While there has been a 50% decline in early marriages and teenage pregnancies, more than 26% girls are still married before 18-years of age and teenage pregnancy continues to be 7.9% with a high unmet need for contraception among married adolescents. One-third of young women experience physical/emotional/social violence and 20% experience mental health problems. Over 12% tobacco users in the country are in the age group 15-24 years and one-fourth in this age group use alcohol.
Additionally there are more issues associated with adolescents. Inadequate data on adolescent behavior and health risk particularly for young adolescents, lack of perceived benefit of adolescent health among programme implementers, says Mr Manoj Jhalani, Additional Secretary and Mission Director, National Health Mission, Ministry of Health and Family Welfare.
Adolescent health has linkages with various sectors and multi-sector actions are required to achieve desired outcomes.
From a one-day orientation programme for teachers at district levels under the 8th Five-Year-Plan in 1992-1997, to the ambitious Rashtriya Kishore Swasthya Karyakram (RKSK) which is being implemented currently, India has achieved many milestones in adolescent health.
The RKSK was launched in 2014 to address the health and development needs of the adolescents in India. Based on continuum of care for adolescent health and development needs through the three-tier public health system with a multi-component intervention targeting both determinants of health problems and their consequences, RKSK adopts a facility-based approach, school-based approach and community-based approach for expected outcomes by including immunization and iron –folic acid tablets programmes to improve health and deal with anemia.
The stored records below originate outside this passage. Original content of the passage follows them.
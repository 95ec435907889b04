#![forbid(unsafe_code)]

//! Positional printf-style template formatting.
//!
//! Localization templates carry `%s` and `%d` placeholder tokens that are
//! substituted left-to-right from an argument slice:
//!
//! ```
//! use phrasebook_fmt::{FmtArg, format};
//!
//! let out = format("Hello my name is %s.", &[FmtArg::Str("Bob")]);
//! assert_eq!(out, "Hello my name is Bob.");
//!
//! let out = format("%s has %d cats.", &["Ann".into(), 3u64.into()]);
//! assert_eq!(out, "Ann has 3 cats.");
//! ```
//!
//! # Token Contract
//!
//! | input | behavior |
//! |---|---|
//! | `%s`, `%d` | consume the next argument; substitute its display form |
//! | `%%` | literal `%` |
//! | `%s`/`%d` with no argument left | token passes through verbatim |
//! | any other `%x` sequence | passes through verbatim, consumes nothing |
//! | surplus arguments | ignored |
//!
//! `%d` does not re-render its argument as an integer; the two tokens differ
//! only in intent. The distinction matters to callers that inspect templates
//! for a numeric slot (see [`has_numeric_token`]) before appending a count
//! argument.
//!
//! Formatting never fails and never panics; every template/argument
//! combination produces a string.

use std::fmt;

/// A single positional argument for [`format`].
///
/// All variants are `Copy`; string arguments borrow from the caller.
#[derive(Debug, Clone, Copy, PartialEq)]
pub enum FmtArg<'a> {
    /// Borrowed text, substituted as-is.
    Str(&'a str),
    /// Signed integer.
    Int(i64),
    /// Unsigned integer (counts land here).
    Uint(u64),
    /// Floating point; renders via the standard `Display` (`3.5`, `3`).
    Float(f64),
}

impl fmt::Display for FmtArg<'_> {
    fn fmt(&self, f: &mut fmt::Formatter<'_>) -> fmt::Result {
        match self {
            FmtArg::Str(s) => f.write_str(s),
            FmtArg::Int(n) => write!(f, "{n}"),
            FmtArg::Uint(n) => write!(f, "{n}"),
            FmtArg::Float(n) => write!(f, "{n}"),
        }
    }
}

impl<'a> From<&'a str> for FmtArg<'a> {
    fn from(value: &'a str) -> Self {
        FmtArg::Str(value)
    }
}

impl<'a> From<&'a String> for FmtArg<'a> {
    fn from(value: &'a String) -> Self {
        FmtArg::Str(value.as_str())
    }
}

impl From<i64> for FmtArg<'_> {
    fn from(value: i64) -> Self {
        FmtArg::Int(value)
    }
}

impl From<i32> for FmtArg<'_> {
    fn from(value: i32) -> Self {
        FmtArg::Int(i64::from(value))
    }
}

impl From<u64> for FmtArg<'_> {
    fn from(value: u64) -> Self {
        FmtArg::Uint(value)
    }
}

impl From<u32> for FmtArg<'_> {
    fn from(value: u32) -> Self {
        FmtArg::Uint(u64::from(value))
    }
}

impl From<usize> for FmtArg<'_> {
    fn from(value: usize) -> Self {
        FmtArg::Uint(value as u64)
    }
}

impl From<f64> for FmtArg<'_> {
    fn from(value: f64) -> Self {
        FmtArg::Float(value)
    }
}

impl From<f32> for FmtArg<'_> {
    fn from(value: f32) -> Self {
        FmtArg::Float(f64::from(value))
    }
}

/// Substitute `%s`/`%d` tokens in `template` with `args`, left to right.
///
/// See the [module docs](self) for the full token contract. Unmatched
/// placeholders stay in the output verbatim so a missing argument degrades
/// visibly instead of silently dropping text.
#[must_use]
pub fn format(template: &str, args: &[FmtArg<'_>]) -> String {
    use std::fmt::Write as _;

    let mut out = String::with_capacity(template.len());
    let mut next = args.iter();
    let mut chars = template.chars().peekable();

    while let Some(ch) = chars.next() {
        if ch != '%' {
            out.push(ch);
            continue;
        }
        match chars.peek() {
            Some('%') => {
                chars.next();
                out.push('%');
            }
            Some(&tok) if tok == 's' || tok == 'd' => {
                chars.next();
                match next.next() {
                    Some(arg) => {
                        let _ = write!(out, "{arg}");
                    }
                    None => {
                        out.push('%');
                        out.push(tok);
                    }
                }
            }
            _ => out.push('%'),
        }
    }

    out
}

/// Whether `template` contains a real `%d` token.
///
/// Escape-aware: `%%d` is a literal percent followed by `d`, not a numeric
/// placeholder. Used by callers deciding whether to append a count argument.
#[must_use]
pub fn has_numeric_token(template: &str) -> bool {
    let mut chars = template.chars().peekable();
    while let Some(ch) = chars.next() {
        if ch != '%' {
            continue;
        }
        match chars.peek() {
            Some('d') => return true,
            // Consume the escaped percent so "%%d" is not misread.
            Some('%') => {
                chars.next();
            }
            _ => {}
        }
    }
    false
}

// ============================================================================
// Tests
// ============================================================================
India now has more than 7,000 Adolescent Friendly Health Clinics with a case load of 73 people each month, 11.2 crore children have been administered Weekly Iron-Folic Acids tablets and 22205 Health Days held so far. The Menstrual Hygiene Scheme has been launched across the districts. Under the Peer Education Programme 1.96 lakh Peer educators have already been selected of which 28% have been trained.
Pointing out that investing in adolescent health would pay dividends, Dr Sunil Mehra, Executive Director Mamta—Health Institute for Mother and Child said there is a need to enhance core competencies in health care functionaries to deliver on adolescent health (both in clinical and public health) in addition to increased financial and human resource allocation to adolescent health.
“We need age (and sex) disaggregated data and rigorous and transparent evaluations of our adolescent programmes. It is important to intervene early and continue with age-specific programming and importantly it is time to question ourselves that “are we reaching high risk adolescents through our existing programming,” Dr Mehra said.
On the National Health Policy released earlier this year, Dr Mehra said it envisages engagement of private sector for creating awareness about adolescent health, commitment to pre-emptive care to achieve optimum levels of adolescent health and making school health programmes as a major focus area as well as making health and hygiene as part of the school curriculum targeting adolescents.